Peter was sent to the Gentile centurion Cornelius by the
Holy Spirit and Cornelius was positioned by God to call on Peter to question.
Cornelius was already a strong believer and a man of much faith, but he was
missing something; he had never been baptized!
John’s baptism was for repentance in preparation for
the remission of sins, but the baptism of Jesus was for the remission
of sins. Cornelius had neither but was still a disciple. What stood in the
way? Gentiles were an unclean people. It was preposterous that any who were
unclean would be accepted as clean! Then “The Voice answered me (Peter) again
from heaven, ‘What God hath cleansed, that call not thou common’” (Acts 11:9) in
answer to Peter’s viewpoint that Gentiles were unclean. The Gentiles were
unclean because they ate things not acceptable to the Jews.
The “Voice” was Jesus speaking, and by then His Spirit upon
His glorification (John 7:39), was the Holy Ghost of Jesus. Jesus’s “Ghost”
manifested Himself audibly just as back in the Garden of Eden where it is
written, “They (Adam and Eve) heard the Voice of the Lord God walking in
the garden in the cool of the day” (Gen 3:8). Adam and Eve heard Jesus, and
Peter did, and Cornelius heard the Voice as well!
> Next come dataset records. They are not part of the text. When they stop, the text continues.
/*!
 * Count correspondence between extraction and translated working files.
 *
 * Extraction knows how many units it wrote; before reconstruction the
 * translated file (with its numbered continuations) must hold exactly as
 * many. Missing units are errors. Extra units only produce a warning, since
 * translators sometimes split a line in two, but the report is still not
 * valid because the counts differ.
 */

use std::path::{Path, PathBuf};

use log::{debug, warn};
use serde::Serialize;

use super::file_kind::{CountingRule, FileKind};
use crate::file_utils::FileManager;
use crate::multi_file;

/// Outcome of checking one working file against its expected count
#[derive(Debug, Clone, Default, PartialEq, Serialize)]
pub struct ValidationReport {
    pub valid: bool,
    /// Units actually found
    pub translation_count: usize,
    pub missing_count: usize,
    pub extra_count: usize,
    /// Blank lines seen, counted or not
    pub empty_lines: usize,
    pub warnings: Vec<String>,
    pub errors: Vec<String>,
}

impl ValidationReport {
    /// Report for a file that could not be checked at all
    pub fn failed(error: String) -> Self {
        Self {
            errors: vec![error],
            ..Default::default()
        }
    }

    /// One-line description for logs
    pub fn summary(&self) -> String {
        if self.valid {
            format!("OK: {} unit(s)", self.translation_count)
        } else {
            format!(
                "{} unit(s), {} missing, {} extra, {} error(s), {} warning(s)",
                self.translation_count,
                self.missing_count,
                self.extra_count,
                self.errors.len(),
                self.warnings.len()
            )
        }
    }
}

/// Line tallies for a logical file
#[derive(Debug, Clone, Copy, PartialEq, Eq, Default)]
pub struct LineCount {
    /// Lines counted as units under the rule
    pub units: usize,
    /// Blank lines
    pub blank: usize,
}

impl LineCount {
    pub fn of<S: AsRef<str>>(lines: &[S], rule: CountingRule) -> Self {
        let blank = lines
            .iter()
            .filter(|line| line.as_ref().trim().is_empty())
            .count();
        let units = match rule {
            CountingRule::AllLines => lines.len(),
            CountingRule::NonBlank => lines.len() - blank,
        };
        Self { units, blank }
    }
}

/// Compares expected unit counts with translated working files
pub struct CorrespondenceValidator;

impl CorrespondenceValidator {
    /// Check a translated working file (and its numbered continuations)
    /// against the number of units extraction produced.
    pub fn validate_file_correspondence<P: AsRef<Path>>(
        expected_count: usize,
        translation_file_path: P,
    ) -> ValidationReport {
        let path = translation_file_path.as_ref();

        if !FileManager::file_exists(path) {
            return ValidationReport::failed(format!(
                "Translation file not found: {}",
                path.display()
            ));
        }

        let Some(base_filename) = path.file_name().map(|n| n.to_string_lossy().into_owned())
        else {
            return ValidationReport::failed(format!("Invalid file path: {}", path.display()));
        };
        let folder = match path.parent() {
            Some(parent) if !parent.as_os_str().is_empty() => parent.to_path_buf(),
            _ => PathBuf::from("."),
        };

        let lines = multi_file::load_all_lines(&folder, &base_filename);
        if lines.is_empty() {
            return ValidationReport::failed(format!(
                "No content found in {} or its numbered continuations",
                path.display()
            ));
        }

        let rule = FileKind::counting_rule_for(path);
        let report = Self::compare(expected_count, LineCount::of(&lines, rule));
        debug!("Correspondence for {:?}: {}", path, report.summary());
        report
    }

    /// Compare an expected count with tallied lines
    pub fn compare(expected_count: usize, count: LineCount) -> ValidationReport {
        let actual = count.units;
        let mut report = ValidationReport {
            valid: actual == expected_count,
            translation_count: actual,
            empty_lines: count.blank,
            ..Default::default()
        };

        if actual < expected_count {
            report.missing_count = expected_count - actual;
            report.errors.push(format!(
                "Missing translations: expected {} line(s), found {} ({} missing)",
                expected_count, actual, report.missing_count
            ));
        } else if actual > expected_count {
            report.extra_count = actual - expected_count;
            warn!(
                "Translated file has {} extra line(s) ({} found for {} expected)",
                report.extra_count, actual, expected_count
            );
            report.warnings.push(format!(
                "Extra translations: expected {} line(s), found {} ({} extra)",
                expected_count, actual, report.extra_count
            ));
        }

        report
    }
}
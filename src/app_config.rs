use anyhow::{Context, Result};
use log::warn;
use serde::{Deserialize, Serialize};
use std::fs::File;
use std::io::BufReader;
use std::path::{Path, PathBuf};

use crate::content::classifier::DEFAULT_SAMPLE_LINES;
use crate::content::renpy::{DEFAULT_MIN_CONFIDENCE, DEFAULT_WARNING_CONFIDENCE};
use crate::errors::ConfigError;

/// Application configuration module
/// This module handles loading, validating and saving the settings shared
/// by the validators and the command-line front-end.
#[derive(Debug, Serialize, Deserialize, Clone)]
pub struct Config {
    /// Root folder holding one extraction output folder per game
    #[serde(default = "default_temp_root")]
    pub temp_root: PathBuf,

    /// Whether the duplicates file is checked before reconstruction
    #[serde(default)]
    pub detect_duplicates: bool,

    /// Content classifier settings
    #[serde(default)]
    pub classifier: ClassifierConfig,

    /// Ren'Py script validator settings
    #[serde(default)]
    pub renpy: RenpyConfig,

    /// Log level
    #[serde(default)]
    pub log_level: LogLevel,
}

/// Settings for the content classifier
#[derive(Debug, Serialize, Deserialize, Clone)]
pub struct ClassifierConfig {
    /// Number of non-empty lines sampled from the top of a file
    #[serde(default = "default_sample_lines")]
    pub sample_lines: usize,
}

impl Default for ClassifierConfig {
    fn default() -> Self {
        Self {
            sample_lines: default_sample_lines(),
        }
    }
}

/// Settings for the Ren'Py script validator
#[derive(Debug, Serialize, Deserialize, Clone)]
pub struct RenpyConfig {
    /// Confidence a script must exceed to be accepted
    #[serde(default = "default_min_confidence")]
    pub min_confidence: f64,

    /// Confidence under which an accepted script still gets a warning
    #[serde(default = "default_warning_confidence")]
    pub warning_confidence: f64,
}

impl Default for RenpyConfig {
    fn default() -> Self {
        Self {
            min_confidence: default_min_confidence(),
            warning_confidence: default_warning_confidence(),
        }
    }
}

/// Log verbosity level
#[derive(Debug, Serialize, Deserialize, Clone, PartialEq, Default)]
#[serde(rename_all = "lowercase")]
pub enum LogLevel {
    Error,
    Warn,
    #[default]
    Info,
    Debug,
    Trace,
}

impl LogLevel {
    pub fn to_level_filter(&self) -> log::LevelFilter {
        match self {
            Self::Error => log::LevelFilter::Error,
            Self::Warn => log::LevelFilter::Warn,
            Self::Info => log::LevelFilter::Info,
            Self::Debug => log::LevelFilter::Debug,
            Self::Trace => log::LevelFilter::Trace,
        }
    }
}

fn default_temp_root() -> PathBuf {
    // RenExtract keeps its working folders under the user's data directory
    dirs::data_dir()
        .map(|dir| dir.join("RenExtract").join("temporaires"))
        .unwrap_or_else(|| PathBuf::from("temporaires"))
}

fn default_sample_lines() -> usize {
    DEFAULT_SAMPLE_LINES
}

fn default_min_confidence() -> f64 {
    DEFAULT_MIN_CONFIDENCE
}

fn default_warning_confidence() -> f64 {
    DEFAULT_WARNING_CONFIDENCE
}

impl Config {
    /// Validate the configuration for consistency and required values
    pub fn validate(&self) -> Result<(), ConfigError> {
        if self.classifier.sample_lines == 0 {
            return Err(ConfigError::InvalidValue {
                field: "classifier.sample_lines",
                message: "must be at least 1".to_string(),
            });
        }

        let renpy = &self.renpy;
        for (field, value) in [
            ("renpy.min_confidence", renpy.min_confidence),
            ("renpy.warning_confidence", renpy.warning_confidence),
        ] {
            if !(0.0..=100.0).contains(&value) {
                return Err(ConfigError::InvalidValue {
                    field,
                    message: format!("{} is outside 0-100", value),
                });
            }
        }
        if renpy.warning_confidence < renpy.min_confidence {
            return Err(ConfigError::InvalidValue {
                field: "renpy.warning_confidence",
                message: format!(
                    "{} is below min_confidence {}",
                    renpy.warning_confidence, renpy.min_confidence
                ),
            });
        }

        Ok(())
    }

    /// Load a configuration file
    pub fn load<P: AsRef<Path>>(path: P) -> Result<Self> {
        let path = path.as_ref();
        let file = File::open(path)
            .with_context(|| format!("Failed to open config file: {:?}", path))?;
        let reader = BufReader::new(file);
        serde_json::from_reader(reader)
            .with_context(|| format!("Failed to parse config file: {:?}", path))
    }

    /// Write the configuration as pretty JSON
    pub fn save<P: AsRef<Path>>(&self, path: P) -> Result<()> {
        let path = path.as_ref();
        let json = serde_json::to_string_pretty(self)
            .context("Failed to serialize config to JSON")?;
        std::fs::write(path, json)
            .with_context(|| format!("Failed to write config to file: {:?}", path))
    }

    /// Load the configuration, writing the defaults first if the file does
    /// not exist yet
    pub fn load_or_create<P: AsRef<Path>>(path: P) -> Result<Self> {
        let path = path.as_ref();
        if path.exists() {
            return Self::load(path);
        }

        warn!("Config file not found at {:?}, creating default config.", path);
        let config = Self::default();
        config.save(path)?;
        Ok(config)
    }
}

/// Default implementation for Config
impl Default for Config {
    fn default() -> Self {
        Config {
            temp_root: default_temp_root(),
            detect_duplicates: false,
            classifier: ClassifierConfig::default(),
            renpy: RenpyConfig::default(),
            log_level: LogLevel::default(),
        }
    }
}
/*!
 * Pattern tables used by the content heuristics.
 *
 * The tables are plain data so they can be tuned and tested on their own;
 * the matching logic lives in `classifier` and `renpy`.
 */

use once_cell::sync::Lazy;
use regex::Regex;

/// Substring that opens a translation block (`translate <lang> <label>:`)
pub const TRANSLATION_MARKER: &str = "translate ";

/// Substrings that betray technical script code rather than a translation
pub const TECHNICAL_MARKERS: &[&str] = &["init python:", "screen ", "define config", "init "];

/// Structural Ren'Py constructs as `(name, pattern)` pairs
pub const RENPY_PATTERN_SOURCES: &[(&str, &str)] = &[
    ("label", r"^\s*label\s+[\w.]+\s*(\(.*\))?\s*:"),
    ("menu", r"^\s*menu(\s+\w+)?\s*:"),
    ("menu_choice", r#"^\s*"[^"]*"\s*(if\s+.+)?:\s*$"#),
    ("scene", r"^\s*scene\s+\w+"),
    ("show", r"^\s*show\s+\w+"),
    ("hide", r"^\s*hide\s+\w+"),
    ("dialogue", r#"^\s*[A-Za-z_]\w*(\s+\w+)*\s+"[^"]*""#),
    ("narration", r#"^\s*"[^"]*"\s*$"#),
    ("translate", r"^\s*translate\s+\w+\s+\w+\s*:"),
    ("jump", r"^\s*jump\s+[\w.]+"),
    ("call", r"^\s*call\s+[\w.]+"),
    ("conditional", r"^\s*(if|elif)\s+.+:\s*$|^\s*else\s*:\s*$"),
    ("pause", r"^\s*(pause|\$\s*renpy\.pause)\b"),
    ("transition", r"^\s*with\s+\w+"),
    ("define", r"^\s*(define|default)\s+[\w.]+\s*="),
    ("python", r"^\s*(init\s+(-?\d+\s+)?)?python(\s+early)?\s*:|^\s*\$\s+\S"),
    ("audio", r"^\s*(play|stop|queue)\s+(music|sound|audio|voice)\b"),
    ("return", r"^\s*return\s*$"),
];

/// `identifier "text"` dialogue lines
pub static SPEAKER_DIALOGUE_REGEX: Lazy<Regex> = Lazy::new(|| {
    Regex::new(r#"^\s*[A-Za-z_]\w*\s+"[^"]*""#).expect("Invalid speaker dialogue regex")
});

/// Any double-quoted string
pub static QUOTED_STRING_REGEX: Lazy<Regex> = Lazy::new(|| {
    Regex::new(r#""[^"]*""#).expect("Invalid quoted string regex")
});

/// A compiled structural pattern
#[derive(Debug)]
pub struct RenpyPattern {
    pub name: &'static str,
    pub regex: Regex,
}

/// Compiled form of `RENPY_PATTERN_SOURCES`
pub static RENPY_PATTERNS: Lazy<Vec<RenpyPattern>> = Lazy::new(|| {
    RENPY_PATTERN_SOURCES
        .iter()
        .map(|&(name, source)| RenpyPattern {
            name,
            regex: Regex::new(source).expect("Invalid Ren'Py pattern"),
        })
        .collect()
});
Adam and Eve were not Jewish nor even Hebrew. They were mankind,
and the Voice speaks to all people because He loves mankind. Consider John
3:16, ”For God so loved the world…” The “world” in the beginning was
Adam and Eve. Eve was the mother of all living (Gen 3:20). Since the
beginning of the world, Jesus was Lord of all (Acts 10:36). When Peter was
considering the Gentiles, he said, “I perceive that God is no respecter of
persons” (Acts 10:34). God is still not a respecter of people and neither is He
a respecter of organizations.
Gentiles were not only different in dietary habits but of a
different race of people than the Jews. However, this commentary is not about
racial differences, but about those who believe that only they are Jesus’s
chosen and peculiar people (1 Pet 2:9). Before the Holy Ghost came to the
Gentiles, only the Jews were God’s chosen and peculiar people (Deut 14:2). Jews
were proud of their favored position and looked down on lesser people. Gentiles
like Cornelius could act as if
they were Christians but were unfit to be Christians because they were not
special people. Peter called them “common people,” but God disagreed (Acts
11:9).
It turns out that Gentiles had only a different diet than
Jews. God did not see racial features or physical peculiarities nor where they
met to worship; He saw only Cornelius and his household, all of whom sought the
truth about Jesus. Jews required a sign, but Greeks (Gentiles) reason (1
Cor 1:22). It turns out that it is reasonable to Gentiles if Jews could receive
the Holy Ghost that they should too! All turned out well:
14 Who shall tell thee words, whereby thou and all thy house shall be saved. 15 And as I began to speak, the Holy Ghost fell on them, as on us at the beginning. 16 Then remembered I the word of the Lord, how that he said, John indeed baptized with water; but ye shall be baptized with the Holy Ghost. 17 Forasmuch then as God gave them the like gift as he did unto us, who believed on the Lord Jesus Christ; what was I, that I could withstand God? 18 When they heard these things, they held their peace, and glorified God, saying, Then hath God also to the Gentiles granted repentance unto life. (Acts 11:14-18)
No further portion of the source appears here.